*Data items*
+===+

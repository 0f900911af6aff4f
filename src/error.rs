//! Error types for the catalog core
//!
//! All fallible operations return [`Result<T>`] with [`CatalogError`].
//! The four caller-facing kinds map onto the workflow contract:
//!
//! - [`CatalogError::Validation`]: field-level failures, nothing written
//! - [`CatalogError::NotFound`]: a referenced entity id does not exist
//! - [`CatalogError::Unauthorized`]: mutation attempted without an identity
//! - [`CatalogError::ConstraintViolation`]: the store's uniqueness or
//!   foreign-key guard fired; unreachable when application logic is correct,
//!   but always surfaced as a result, never a panic
//!
//! Everything else (pool exhaustion, timeouts, I/O) collapses into the
//! infrastructure variants below.

use crate::validation::FieldError;
use thiserror::Error;

/// Result type alias using our CatalogError type
pub type Result<T> = std::result::Result<T, CatalogError>;

/// Main error type for the catalog core
#[derive(Error, Debug)]
pub enum CatalogError {
    /// One or more field-level validation rules failed. No mutation occurred.
    #[error("validation failed with {} errors", .errors.len())]
    Validation {
        /// Individual (field, message) failures
        errors: Vec<FieldError>,
    },

    /// A referenced entity id does not exist
    #[error("{entity} not found: {id}")]
    NotFound { entity: &'static str, id: i64 },

    /// Mutation attempted without an authenticated identity
    #[error("authentication required")]
    Unauthorized,

    /// Store-level uniqueness or foreign-key failure
    #[error("constraint violation: {0}")]
    ConstraintViolation(String),

    /// Generic database error (connection, timeout, malformed query)
    #[error("database error: {0}")]
    Database(String),

    /// Database schema migration failed
    #[error("database migration failed: {0}")]
    MigrationFailed(String),

    /// Media store I/O error
    #[error("file I/O error: {0}")]
    FileIo(String),

    /// Invalid caller-supplied input outside the field-validation rules
    #[error("invalid input: {0}")]
    InvalidInput(String),

    /// Standard I/O error
    #[error("I/O error: {0}")]
    Io(#[from] std::io::Error),

    /// JSON serialization/deserialization error
    #[error("JSON serialization error: {0}")]
    SerdeJson(#[from] serde_json::Error),
}

// Unique/FK violations get their own variant so workflows can surface them
// as a recoverable failure result instead of a generic database error.
impl From<sqlx::Error> for CatalogError {
    fn from(err: sqlx::Error) -> Self {
        if let sqlx::Error::Database(ref db) = err {
            if db.is_unique_violation() || db.is_foreign_key_violation() {
                return CatalogError::ConstraintViolation(db.message().to_string());
            }
        }
        CatalogError::Database(err.to_string())
    }
}

impl CatalogError {
    /// Create a NotFound error for an entity id
    pub fn not_found(entity: &'static str, id: i64) -> Self {
        CatalogError::NotFound { entity, id }
    }

    /// Create a Validation error from collected field failures
    pub fn validation(errors: Vec<FieldError>) -> Self {
        CatalogError::Validation { errors }
    }

    /// Create an InvalidInput error with a message
    pub fn invalid_input<S: Into<String>>(message: S) -> Self {
        CatalogError::InvalidInput(message.into())
    }

    /// Check if this error is a recoverable user error
    ///
    /// Returns `true` for errors the rendering collaborator shows back to the
    /// user (bad input, missing entity, missing login) as opposed to
    /// infrastructure failures.
    pub fn is_user_error(&self) -> bool {
        matches!(
            self,
            CatalogError::Validation { .. }
                | CatalogError::NotFound { .. }
                | CatalogError::Unauthorized
                | CatalogError::InvalidInput(_)
        )
    }

    /// Get user-friendly error message suitable for display
    pub fn user_message(&self) -> String {
        match self {
            CatalogError::Validation { errors } => {
                let list = errors
                    .iter()
                    .map(|e| format!("  - {}: {}", e.field, e.message))
                    .collect::<Vec<_>>()
                    .join("\n");
                format!("Please correct the following fields:\n{list}")
            }
            CatalogError::NotFound { entity, .. } => {
                format!("The requested {entity} does not exist.")
            }
            CatalogError::Unauthorized => "Please log in to perform this action.".to_string(),
            CatalogError::ConstraintViolation(_) => {
                "The change conflicts with existing catalog data. Please reload and try again."
                    .to_string()
            }
            _ => self.to_string(),
        }
    }
}

#[cfg(test)]
mod tests {
    use super::*;

    #[test]
    fn validation_error_counts_fields() {
        let err = CatalogError::validation(vec![
            FieldError::new("title", "title too short"),
            FieldError::new("pages", "negative page count"),
        ]);
        assert_eq!(err.to_string(), "validation failed with 2 errors");
        assert!(err.is_user_error());
        assert!(err.user_message().contains("title too short"));
    }

    #[test]
    fn not_found_is_user_error() {
        let err = CatalogError::not_found("book", 42);
        assert_eq!(err.to_string(), "book not found: 42");
        assert!(err.is_user_error());
    }

    #[test]
    fn constraint_violation_is_not_user_error() {
        let err = CatalogError::ConstraintViolation("UNIQUE constraint failed".to_string());
        assert!(!err.is_user_error());
        assert!(err.user_message().contains("conflicts"));
    }
}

+===+

Out of the preceding entries, pull each line that contains the word "Create".

*TASK RESULT*
    /// Create a NotFound error for an entity id
    /// Create a Validation error from collected field failures
    /// Create an InvalidInput error with a message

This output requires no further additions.